RECORDS SHOWN
-=-=-
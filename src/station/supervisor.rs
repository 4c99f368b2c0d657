//! Lifecycle supervision: build-and-boot, quick start, graceful stop.

use std::sync::Arc;
use std::time::Duration;

use base64::engine::general_purpose::STANDARD;
use base64::Engine;
use tokio::time::sleep;
use tracing::{info, warn};

use crate::config::Settings;
use crate::support::errors::{BootstrapError, StationError};

use super::{ChargingStation, StationConfig};

const QUICK_START_DELAY: Duration = Duration::from_secs(3);

/// Build the HTTP Basic `Authorization` header value used during the
/// WebSocket handshake.
pub fn basic_authorization(username: &str, password: &str) -> String {
    format!("Basic {}", STANDARD.encode(format!("{username}:{password}")))
}

impl From<&Settings> for StationConfig {
    fn from(settings: &Settings) -> Self {
        let mut config = StationConfig::new(&settings.cs_id, &settings.vendor, &settings.model);
        config.number_of_connectors = settings.connectors;
        config.tx_start_charge = settings.quick_start_charging;
        config
    }
}

/// Build a station from the settings, boot it against the configured CSMS
/// and apply the quick-start sequence when enabled.
pub async fn start_station(settings: &Settings) -> Result<Arc<ChargingStation>, BootstrapError> {
    let station = ChargingStation::new(StationConfig::from(settings));
    let authorization = basic_authorization(&settings.cs_id, &settings.password);

    if !station
        .clone()
        .boot_up(&settings.ws_url, &authorization)
        .await?
    {
        return Err(BootstrapError::Denied);
    }

    if let Err(e) = quick_start(&station, settings).await {
        warn!(error = %e, "Quick start failed");
    }

    Ok(station)
}

/// Plug in and optionally start charging without waiting for an operator.
async fn quick_start(station: &ChargingStation, settings: &Settings) -> Result<(), StationError> {
    if !settings.quick_start {
        return Ok(());
    }

    info!(
        connector_id = settings.quick_start_connector,
        rfid = %settings.quick_start_rfid,
        "Applying quick start"
    );
    sleep(QUICK_START_DELAY).await;
    station
        .plug_in(
            settings.quick_start_connector,
            Some(&settings.quick_start_rfid),
        )
        .await?;

    if let Some(limit) = settings.quick_start_charging {
        sleep(QUICK_START_DELAY).await;
        station
            .set_charging_profile(settings.quick_start_connector, limit)
            .await?;
    }
    Ok(())
}

/// Gracefully wind a station down: unplug everything, let trailing messages
/// drain, then disconnect if the CSMS has not already done so.
pub async fn stop_station(station: &ChargingStation) {
    info!("Stopping services gracefully");
    for connector_id in station.connector_ids() {
        if let Err(e) = station.unplug(connector_id, true).await {
            warn!(connector_id, error = %e, "Unplug during shutdown failed");
        }
    }

    sleep(Duration::from_secs(5)).await;

    if station.connected() {
        station.disconnect().await;
    }
}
-=-=-
WORK TO BE COMPLETED
Output the data in full, precisely as it appears above.

ANSWER SPACE
filename src/station/supervisor.rs
repository 4c99f368b2c0d657
//! Lifecycle supervision: build-and-boot, quick start, graceful stop.

use std::sync::Arc;
use std::time::Duration;

use base64::engine::general_purpose::STANDARD;
use base64::Engine;
use tokio::time::sleep;
use tracing::{info, warn};

use crate::config::Settings;
use crate::support::errors::{BootstrapError, StationError};

use super::{ChargingStation, StationConfig};

const QUICK_START_DELAY: Duration = Duration::from_secs(3);

/// Build the HTTP Basic `Authorization` header value used during the
/// WebSocket handshake.
pub fn basic_authorization(username: &str, password: &str) -> String {
    format!("Basic {}", STANDARD.encode(format!("{username}:{password}")))
}

impl From<&Settings> for StationConfig {
    fn from(settings: &Settings) -> Self {
        let mut config = StationConfig::new(&settings.cs_id, &settings.vendor, &settings.model);
        config.number_of_connectors = settings.connectors;
        config.tx_start_charge = settings.quick_start_charging;
        config
    }
}

/// Build a station from the settings, boot it against the configured CSMS
/// and apply the quick-start sequence when enabled.
pub async fn start_station(settings: &Settings) -> Result<Arc<ChargingStation>, BootstrapError> {
    let station = ChargingStation::new(StationConfig::from(settings));
    let authorization = basic_authorization(&settings.cs_id, &settings.password);

    if !station
        .clone()
        .boot_up(&settings.ws_url, &authorization)
        .await?
    {
        return Err(BootstrapError::Denied);
    }

    if let Err(e) = quick_start(&station, settings).await {
        warn!(error = %e, "Quick start failed");
    }

    Ok(station)
}

/// Plug in and optionally start charging without waiting for an operator.
async fn quick_start(station: &ChargingStation, settings: &Settings) -> Result<(), StationError> {
    if !settings.quick_start {
        return Ok(());
    }

    info!(
        connector_id = settings.quick_start_connector,
        rfid = %settings.quick_start_rfid,
        "Applying quick start"
    );
    sleep(QUICK_START_DELAY).await;
    station
        .plug_in(
            settings.quick_start_connector,
            Some(&settings.quick_start_rfid),
        )
        .await?;

    if let Some(limit) = settings.quick_start_charging {
        sleep(QUICK_START_DELAY).await;
        station
            .set_charging_profile(settings.quick_start_connector, limit)
            .await?;
    }
    Ok(())
}

/// Gracefully wind a station down: unplug everything, let trailing messages
/// drain, then disconnect if the CSMS has not already done so.
pub async fn stop_station(station: &ChargingStation) {
    info!("Stopping services gracefully");
    for connector_id in station.connector_ids() {
        if let Err(e) = station.unplug(connector_id, true).await {
            warn!(connector_id, error = %e, "Unplug during shutdown failed");
        }
    }

    sleep(Duration::from_secs(5)).await;

    if station.connected() {
        station.disconnect().await;
    }
}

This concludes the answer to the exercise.